According to the 2000 Fact Sheet, "HIV/AIDS Statistics," by the National Institute for Allergy and Infectious Diseases, "Worldwide, more than 80 percent of all adult HIV infections have resulted from heterosexual intercourse." Homosexual sexual activity does not total the other 20 percent of the infections since drug use and mother-to-child transmissions are a source of infection as well.

International facts about HIV/AIDS are left out by homophobic people since they reveal that unsafe heterosexual activity results in the most infections. America and some Asian and Latin American countries are unique in that unsafe homosexual sexual activity led to more infections.

According to NIAID’s 2000 Fact Sheet on "HIV/AIDS in the United States," 60 percent of men were infected through homosexual sex. Also, with new infections, African Americans and women have been disproportionately infected. The real culprit, then, for both heterosexuals and homosexuals is a lack of outreach by the government and local communities to inform and empower their countrymen in addressing the disease.

I think that takes us up to the present. This stream of letters-to-the-editor doesn't show any sign of slowing down.

Our school district is deciding how to teach about sexual orientation in middle school and high school, and this discussion is an extension of it -- several of these authors have participated in public comments at school board meetings, for instance.

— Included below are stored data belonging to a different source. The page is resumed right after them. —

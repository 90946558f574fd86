//! # Domain Errors
//!
//! Every not-found, conflict and business-rule outcome of the lifecycle
//! engine. Each variant maps to exactly one stable `ErrorCode`.

use gym_core::{
    CalendarDate, CheckInId, CoreError, ErrorCode, FieldViolation, MemberId, MembershipId, PlanId,
};
use thiserror::Error;

#[derive(Error, Debug, Clone, PartialEq, Eq)]
pub enum DomainError {
    #[error("member {0} not found")]
    MemberNotFound(MemberId),

    #[error("member {0} has been deleted")]
    MemberDeleted(MemberId),

    #[error("plan {0} not found")]
    PlanNotFound(PlanId),

    #[error("plan {0} is not active")]
    PlanInactive(PlanId),

    #[error("member {0} already has an active membership")]
    ActiveMembershipExists(MemberId),

    #[error("membership {0} not found")]
    MembershipNotFound(MembershipId),

    #[error("membership {0} is already cancelled")]
    MembershipAlreadyCancelled(MembershipId),

    #[error("membership {0} has expired")]
    MembershipExpired(MembershipId),

    #[error("member {0} has no active membership")]
    NoActiveMembership(MemberId),

    #[error("check-in {0} not found")]
    CheckInNotFound(CheckInId),

    #[error("email {0} already exists")]
    EmailAlreadyExists(String),

    /// Membership window is empty or inverted.
    #[error("endDate {end} must be after startDate {start}")]
    InvalidWindow {
        start: CalendarDate,
        end: CalendarDate,
    },

    /// End-date derivation left the calendar range.
    #[error("cannot derive end date: {0}")]
    DateOverflow(CoreError),
}

impl DomainError {
    /// Stable machine-readable code for this error.
    pub fn code(&self) -> ErrorCode {
        match self {
            Self::MemberNotFound(_) => ErrorCode::MemberNotFound,
            Self::MemberDeleted(_) => ErrorCode::MemberDeleted,
            Self::PlanNotFound(_) => ErrorCode::PlanNotFound,
            Self::PlanInactive(_) => ErrorCode::PlanInactive,
            Self::ActiveMembershipExists(_) => ErrorCode::ActiveMembershipExists,
            Self::MembershipNotFound(_) => ErrorCode::MembershipNotFound,
            Self::MembershipAlreadyCancelled(_) => ErrorCode::MembershipAlreadyCancelled,
            Self::MembershipExpired(_) => ErrorCode::MembershipExpired,
            Self::NoActiveMembership(_) => ErrorCode::NoActiveMembership,
            Self::CheckInNotFound(_) => ErrorCode::CheckInNotFound,
            Self::EmailAlreadyExists(_) => ErrorCode::EmailAlreadyExists,
            Self::InvalidWindow { .. } | Self::DateOverflow(_) => ErrorCode::ValidationFailed,
        }
    }

    /// Field-level detail for errors that stem from request input.
    pub fn violation(&self) -> Option<FieldViolation> {
        match self {
            Self::InvalidWindow { .. } => Some(FieldViolation::new(
                "endDate",
                "endDate must be after startDate",
                "custom",
            )),
            Self::DateOverflow(_) => Some(FieldViolation::new(
                "startDate",
                self.to_string(),
                "invalid_date",
            )),
            _ => None,
        }
    }
}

It is clear where Montgomery County stands on the issue. Our gay neighbors deserve the same rights the rest of us have. People in this county don't think of their gay neighbors as dirty, germy, unfit to love or care for a family. Oh, well, a couple do (though Regina Griggs lives, I think, in Virginia). But mainly, this is a done deal. It's time to teach our kids some facts, and get over the yay-hooism.

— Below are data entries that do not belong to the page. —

//! Member registration, listing, profile aggregation and soft deletion.

use chrono::{DateTime, Utc};
use gym_core::{MemberId, PageRequest};
use gym_state::{require_member, CheckIn, DomainError, Member, MemberRegistration};

use crate::db::{Database, MemberFilter};
use crate::error::AppError;
use crate::models::{MemberProfile, MembershipWithPlan};

/// Validate and store a new member.
///
/// Email uniqueness is left to storage: a taken address fails the insert
/// with `EmailAlreadyExists`.
pub async fn register(
    db: &Database,
    registration: MemberRegistration,
    now: DateTime<Utc>,
) -> Result<Member, AppError> {
    let member = registration.into_member(now)?;
    db.insert_member(&member).await?;
    tracing::info!(member_id = %member.id, "member registered");
    Ok(member)
}

pub async fn list(
    db: &Database,
    filter: &MemberFilter,
    page: PageRequest,
) -> Result<(Vec<Member>, u64), AppError> {
    Ok(db.list_members(filter, page).await?)
}

/// Member plus active membership, last check-in and trailing check-in count.
///
/// The three derived values come from independent reads with no shared
/// snapshot. A check-in or cancellation landing between them can make the
/// values disagree with each other.
pub async fn profile(
    db: &Database,
    id: MemberId,
    now: DateTime<Utc>,
) -> Result<MemberProfile, AppError> {
    let member = require_member(db.get_member(id).await?, id)?;

    let active = db.find_active_membership_with_plan(id).await?;
    let last_check_in = db.last_check_in_at(id).await?;
    let recent = db
        .count_check_ins_since(id, CheckIn::window_start(now))
        .await?;

    Ok(MemberProfile {
        member: member.into(),
        active_membership: active.map(|(membership, plan)| MembershipWithPlan {
            membership: membership.into(),
            plan: plan.into(),
        }),
        last_check_in,
        check_ins_last30_days: recent,
    })
}

/// Soft-delete a member. A second deletion fails with `MemberDeleted`.
pub async fn soft_delete(db: &Database, id: MemberId, now: DateTime<Utc>) -> Result<Member, AppError> {
    let mut member = db
        .get_member(id)
        .await?
        .ok_or(DomainError::MemberNotFound(id))?;
    member.soft_delete(now)?;

    if !db.mark_member_deleted(&member).await? {
        return Err(DomainError::MemberDeleted(id).into());
    }
    tracing::info!(member_id = %id, "member soft-deleted");
    Ok(member)
}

Anonymous Anonymous said...

Well Regina Griggs sure has not been able to work her "presto chango from gay to exgay show" on her own child who is gay and still is.

Kind of flies in the face of logic with her PFOX role in Virginia all the while giving her two cents on Montgomery County, Maryland health curriculum.


April 24, 2006 3:58 PM  
Blogger andrea said...

I find many people who like to claim quotes from certain organizations- and then you go to the website for the organization and it isn't there- or it is misquoted. I personally do not care that Ruth Jacobs is a doctor-that doesn't make her any more honest or knowledgeable to me; especially because of the frequency of her lies and misquotes. As to Regina Griggs- what a laugh- Straight people do not get harassed because they are straight. I have not heard of straight people being beaten up for being straight or having their kids harassed because their parents are straight.

April 25, 2006 11:21 AM  
Anonymous Anonymous said...

I have wondered for over a year why The Gazette publishes letters from Regina Griggs of Mount Vernon, Virginia, on matters of Montgomery County policy and interest.

April 25, 2006 11:26 AM  
Anonymous Anonymous said...

A few months ago, the Gazette announced a new approach to the letters it receiveds. See

In essence, all the letters it receives go on to its website as an Open Forum. Only a few actually get published in the various local print editions and in the Friday Gazette of Politics and Business.

I have not seen any of these in the Olney edition.